>>

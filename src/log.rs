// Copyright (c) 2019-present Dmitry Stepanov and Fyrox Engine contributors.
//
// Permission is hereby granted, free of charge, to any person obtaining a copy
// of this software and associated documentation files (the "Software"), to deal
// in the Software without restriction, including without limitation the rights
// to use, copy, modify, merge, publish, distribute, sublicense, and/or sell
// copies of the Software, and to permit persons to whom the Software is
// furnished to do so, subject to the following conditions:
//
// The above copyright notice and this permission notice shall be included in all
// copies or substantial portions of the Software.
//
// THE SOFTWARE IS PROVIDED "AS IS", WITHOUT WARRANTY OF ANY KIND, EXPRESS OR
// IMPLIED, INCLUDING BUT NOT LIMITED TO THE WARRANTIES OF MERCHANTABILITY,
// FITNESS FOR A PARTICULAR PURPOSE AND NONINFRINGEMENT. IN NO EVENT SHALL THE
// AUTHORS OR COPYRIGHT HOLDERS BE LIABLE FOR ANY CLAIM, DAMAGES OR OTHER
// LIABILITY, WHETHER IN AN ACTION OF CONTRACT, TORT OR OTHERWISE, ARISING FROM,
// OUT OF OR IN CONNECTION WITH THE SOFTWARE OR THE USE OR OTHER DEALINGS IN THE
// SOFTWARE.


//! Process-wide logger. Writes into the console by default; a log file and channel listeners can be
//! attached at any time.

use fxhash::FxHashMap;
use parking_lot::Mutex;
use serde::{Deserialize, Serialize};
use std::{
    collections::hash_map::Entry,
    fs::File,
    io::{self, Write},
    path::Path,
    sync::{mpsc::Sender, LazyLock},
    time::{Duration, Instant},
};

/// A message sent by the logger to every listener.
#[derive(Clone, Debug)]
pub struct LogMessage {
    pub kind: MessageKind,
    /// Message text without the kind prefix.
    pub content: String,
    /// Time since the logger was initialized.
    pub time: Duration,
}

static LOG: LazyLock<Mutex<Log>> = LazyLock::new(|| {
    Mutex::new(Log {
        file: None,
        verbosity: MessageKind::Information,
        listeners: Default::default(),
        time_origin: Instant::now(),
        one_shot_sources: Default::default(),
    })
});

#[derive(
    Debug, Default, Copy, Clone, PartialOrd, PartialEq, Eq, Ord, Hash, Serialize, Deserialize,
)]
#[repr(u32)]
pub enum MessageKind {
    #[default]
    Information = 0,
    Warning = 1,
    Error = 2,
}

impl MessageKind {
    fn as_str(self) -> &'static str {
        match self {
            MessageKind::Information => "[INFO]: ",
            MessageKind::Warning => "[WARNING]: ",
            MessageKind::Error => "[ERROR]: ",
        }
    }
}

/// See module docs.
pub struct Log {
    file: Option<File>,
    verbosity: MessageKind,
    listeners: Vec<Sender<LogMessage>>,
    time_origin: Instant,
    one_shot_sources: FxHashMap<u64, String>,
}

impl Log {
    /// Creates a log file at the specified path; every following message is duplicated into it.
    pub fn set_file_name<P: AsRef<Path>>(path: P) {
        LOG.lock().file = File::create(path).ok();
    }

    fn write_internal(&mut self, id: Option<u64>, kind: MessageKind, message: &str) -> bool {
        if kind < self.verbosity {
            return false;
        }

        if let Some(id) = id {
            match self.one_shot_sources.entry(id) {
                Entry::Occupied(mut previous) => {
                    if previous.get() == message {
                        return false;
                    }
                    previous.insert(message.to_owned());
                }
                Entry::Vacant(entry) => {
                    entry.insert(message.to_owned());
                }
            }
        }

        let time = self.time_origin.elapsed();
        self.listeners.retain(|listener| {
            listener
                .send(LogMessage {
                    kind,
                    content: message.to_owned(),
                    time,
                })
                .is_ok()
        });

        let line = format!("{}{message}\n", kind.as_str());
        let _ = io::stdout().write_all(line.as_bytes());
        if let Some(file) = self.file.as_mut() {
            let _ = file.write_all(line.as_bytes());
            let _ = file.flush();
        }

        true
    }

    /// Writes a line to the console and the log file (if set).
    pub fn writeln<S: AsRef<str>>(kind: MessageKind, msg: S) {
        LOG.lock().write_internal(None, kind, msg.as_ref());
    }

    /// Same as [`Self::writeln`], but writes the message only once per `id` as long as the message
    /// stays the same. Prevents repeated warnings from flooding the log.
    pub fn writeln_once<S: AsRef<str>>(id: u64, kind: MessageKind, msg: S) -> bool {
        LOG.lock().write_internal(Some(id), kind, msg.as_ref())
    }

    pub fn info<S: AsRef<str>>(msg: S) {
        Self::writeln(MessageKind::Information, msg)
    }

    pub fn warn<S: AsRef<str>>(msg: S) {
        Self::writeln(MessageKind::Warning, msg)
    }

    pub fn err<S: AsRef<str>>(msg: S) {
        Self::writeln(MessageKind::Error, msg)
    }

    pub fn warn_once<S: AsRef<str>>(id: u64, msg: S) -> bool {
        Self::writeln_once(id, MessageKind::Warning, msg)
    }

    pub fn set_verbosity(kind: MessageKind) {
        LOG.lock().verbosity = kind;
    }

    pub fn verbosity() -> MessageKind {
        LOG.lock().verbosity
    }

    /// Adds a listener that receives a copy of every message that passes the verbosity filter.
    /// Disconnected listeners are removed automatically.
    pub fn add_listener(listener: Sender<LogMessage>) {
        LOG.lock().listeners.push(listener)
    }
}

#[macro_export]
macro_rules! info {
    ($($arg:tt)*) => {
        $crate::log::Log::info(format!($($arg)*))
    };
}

<<

The records above must be reproduced word for word.

filename src/log.rs
// Copyright (c) 2019-present Dmitry Stepanov and Fyrox Engine contributors.
//
// Permission is hereby granted, free of charge, to any person obtaining a copy
// of this software and associated documentation files (the "Software"), to deal
// in the Software without restriction, including without limitation the rights
// to use, copy, modify, merge, publish, distribute, sublicense, and/or sell
// copies of the Software, and to permit persons to whom the Software is
// furnished to do so, subject to the following conditions:
//
// The above copyright notice and this permission notice shall be included in all
// copies or substantial portions of the Software.
//
// THE SOFTWARE IS PROVIDED "AS IS", WITHOUT WARRANTY OF ANY KIND, EXPRESS OR
// IMPLIED, INCLUDING BUT NOT LIMITED TO THE WARRANTIES OF MERCHANTABILITY,
// FITNESS FOR A PARTICULAR PURPOSE AND NONINFRINGEMENT. IN NO EVENT SHALL THE
// AUTHORS OR COPYRIGHT HOLDERS BE LIABLE FOR ANY CLAIM, DAMAGES OR OTHER
// LIABILITY, WHETHER IN AN ACTION OF CONTRACT, TORT OR OTHERWISE, ARISING FROM,
// OUT OF OR IN CONNECTION WITH THE SOFTWARE OR THE USE OR OTHER DEALINGS IN THE
// SOFTWARE.


//! Process-wide logger. Writes into the console by default; a log file and channel listeners can be
//! attached at any time.

use fxhash::FxHashMap;
use parking_lot::Mutex;
use serde::{Deserialize, Serialize};
use std::{
    collections::hash_map::Entry,
    fs::File,
    io::{self, Write},
    path::Path,
    sync::{mpsc::Sender, LazyLock},
    time::{Duration, Instant},
};

/// A message sent by the logger to every listener.
#[derive(Clone, Debug)]
pub struct LogMessage {
    pub kind: MessageKind,
    /// Message text without the kind prefix.
    pub content: String,
    /// Time since the logger was initialized.
    pub time: Duration,
}

static LOG: LazyLock<Mutex<Log>> = LazyLock::new(|| {
    Mutex::new(Log {
        file: None,
        verbosity: MessageKind::Information,
        listeners: Default::default(),
        time_origin: Instant::now(),
        one_shot_sources: Default::default(),
    })
});

#[derive(
    Debug, Default, Copy, Clone, PartialOrd, PartialEq, Eq, Ord, Hash, Serialize, Deserialize,
)]
#[repr(u32)]
pub enum MessageKind {
    #[default]
    Information = 0,
    Warning = 1,
    Error = 2,
}

impl MessageKind {
    fn as_str(self) -> &'static str {
        match self {
            MessageKind::Information => "[INFO]: ",
            MessageKind::Warning => "[WARNING]: ",
            MessageKind::Error => "[ERROR]: ",
        }
    }
}

/// See module docs.
pub struct Log {
    file: Option<File>,
    verbosity: MessageKind,
    listeners: Vec<Sender<LogMessage>>,
    time_origin: Instant,
    one_shot_sources: FxHashMap<u64, String>,
}

impl Log {
    /// Creates a log file at the specified path; every following message is duplicated into it.
    pub fn set_file_name<P: AsRef<Path>>(path: P) {
        LOG.lock().file = File::create(path).ok();
    }

    fn write_internal(&mut self, id: Option<u64>, kind: MessageKind, message: &str) -> bool {
        if kind < self.verbosity {
            return false;
        }

        if let Some(id) = id {
            match self.one_shot_sources.entry(id) {
                Entry::Occupied(mut previous) => {
                    if previous.get() == message {
                        return false;
                    }
                    previous.insert(message.to_owned());
                }
                Entry::Vacant(entry) => {
                    entry.insert(message.to_owned());
                }
            }
        }

        let time = self.time_origin.elapsed();
        self.listeners.retain(|listener| {
            listener
                .send(LogMessage {
                    kind,
                    content: message.to_owned(),
                    time,
                })
                .is_ok()
        });

        let line = format!("{}{message}\n", kind.as_str());
        let _ = io::stdout().write_all(line.as_bytes());
        if let Some(file) = self.file.as_mut() {
            let _ = file.write_all(line.as_bytes());
            let _ = file.flush();
        }

        true
    }

    /// Writes a line to the console and the log file (if set).
    pub fn writeln<S: AsRef<str>>(kind: MessageKind, msg: S) {
        LOG.lock().write_internal(None, kind, msg.as_ref());
    }

    /// Same as [`Self::writeln`], but writes the message only once per `id` as long as the message
    /// stays the same. Prevents repeated warnings from flooding the log.
    pub fn writeln_once<S: AsRef<str>>(id: u64, kind: MessageKind, msg: S) -> bool {
        LOG.lock().write_internal(Some(id), kind, msg.as_ref())
    }

    pub fn info<S: AsRef<str>>(msg: S) {
        Self::writeln(MessageKind::Information, msg)
    }

    pub fn warn<S: AsRef<str>>(msg: S) {
        Self::writeln(MessageKind::Warning, msg)
    }

    pub fn err<S: AsRef<str>>(msg: S) {
        Self::writeln(MessageKind::Error, msg)
    }

    pub fn warn_once<S: AsRef<str>>(id: u64, msg: S) -> bool {
        Self::writeln_once(id, MessageKind::Warning, msg)
    }

    pub fn set_verbosity(kind: MessageKind) {
        LOG.lock().verbosity = kind;
    }

    pub fn verbosity() -> MessageKind {
        LOG.lock().verbosity
    }

    /// Adds a listener that receives a copy of every message that passes the verbosity filter.
    /// Disconnected listeners are removed automatically.
    pub fn add_listener(listener: Sender<LogMessage>) {
        LOG.lock().listeners.push(listener)
    }
}

#[macro_export]
macro_rules! info {
    ($($arg:tt)*) => {
        $crate::log::Log::info(format!($($arg)*))
    };
}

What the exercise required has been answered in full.